▶ ABOUT THIS TASK: Working through the lines below, return each one that holds "numbers".

START PROVIDED DATA

//! Validation utilities for the ChemStock platform
//!
//! Quantities arrive as either JSON numbers or user-typed strings; the
//! coercion rules here turn both into exact decimals and refuse anything
//! malformed instead of silently reading it as zero.

use std::str::FromStr;

use rust_decimal::Decimal;
use serde::{Deserialize, Serialize};

/// A quantity as received over the wire.
///
/// Form posts send strings ("1,250.5"), API clients send numbers; both are
/// accepted and funneled through [`parse_quantity`].
#[derive(Debug, Clone, Serialize, Deserialize)]
#[serde(untagged)]
pub enum QuantityInput {
    Number(Decimal),
    Text(String),
}

impl QuantityInput {
    pub fn parse(&self) -> Result<Decimal, &'static str> {
        match self {
            QuantityInput::Number(value) => Ok(*value),
            QuantityInput::Text(raw) => parse_quantity(raw),
        }
    }
}

impl From<Decimal> for QuantityInput {
    fn from(value: Decimal) -> Self {
        QuantityInput::Number(value)
    }
}

/// Coerce a user-entered quantity string to a decimal.
///
/// Thousands separators are stripped. An empty string, more than one decimal
/// point, or any other malformed input is a validation error.
pub fn parse_quantity(raw: &str) -> Result<Decimal, &'static str> {
    let cleaned = raw.trim().replace(',', "");
    if cleaned.is_empty() {
        return Err("Quantity is required");
    }
    if cleaned.matches('.').count() > 1 {
        return Err("Invalid numeric quantity");
    }
    Decimal::from_str(&cleaned).map_err(|_| "Invalid numeric quantity")
}

/// Validate a location name is present.
pub fn validate_location_name(name: &str) -> Result<(), &'static str> {
    if name.trim().is_empty() {
        return Err("Location is required");
    }
    Ok(())
}

/// Validate an invoice number is present.
pub fn validate_invoice_no(invoice_no: &str) -> Result<(), &'static str> {
    if invoice_no.trim().is_empty() {
        return Err("Invoice number is required");
    }
    Ok(())
}

#[cfg(test)]
mod tests {
    use super::*;

    fn dec(s: &str) -> Decimal {
        Decimal::from_str(s).unwrap()
    }

    #[test]
    fn test_parse_plain_quantity() {
        assert_eq!(parse_quantity("4.5"), Ok(dec("4.5")));
        assert_eq!(parse_quantity("0"), Ok(dec("0")));
    }

    #[test]
    fn test_parse_strips_thousands_separators() {
        assert_eq!(parse_quantity("1,250.5"), Ok(dec("1250.5")));
        assert_eq!(parse_quantity("12,34"), Ok(dec("1234")));
    }

    #[test]
    fn test_parse_trims_whitespace() {
        assert_eq!(parse_quantity("  7.0  "), Ok(dec("7.0")));
    }

    #[test]
    fn test_parse_rejects_empty() {
        assert!(parse_quantity("").is_err());
        assert!(parse_quantity("   ").is_err());
    }

    #[test]
    fn test_parse_rejects_multiple_decimal_points() {
        assert!(parse_quantity("1.2.3").is_err());
    }

    #[test]
    fn test_parse_rejects_garbage() {
        assert!(parse_quantity("abc").is_err());
        assert!(parse_quantity("4.5mts").is_err());
    }

    #[test]
    fn test_parse_keeps_sign() {
        // Sign policy belongs to the caller; a correction delta may be negative.
        assert_eq!(parse_quantity("-3.5"), Ok(dec("-3.5")));
    }

    #[test]
    fn test_quantity_input_number_and_text_agree() {
        let from_number = QuantityInput::Number(dec("9.5")).parse();
        let from_text = QuantityInput::Text("9.5".to_string()).parse();
        assert_eq!(from_number, from_text);
    }

    #[test]
    fn test_validate_location_name() {
        assert!(validate_location_name("Warehouse A").is_ok());
        assert!(validate_location_name(" ").is_err());
    }

    #[test]
    fn test_validate_invoice_no() {
        assert!(validate_invoice_no("INV-100").is_ok());
        assert!(validate_invoice_no("").is_err());
    }
}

END PROVIDED DATA

▶ RESULT OF THIS EXERCISE:
//! Quantities arrive as either JSON numbers or user-typed strings; the
/// Form posts send strings ("1,250.5"), API clients send numbers; both are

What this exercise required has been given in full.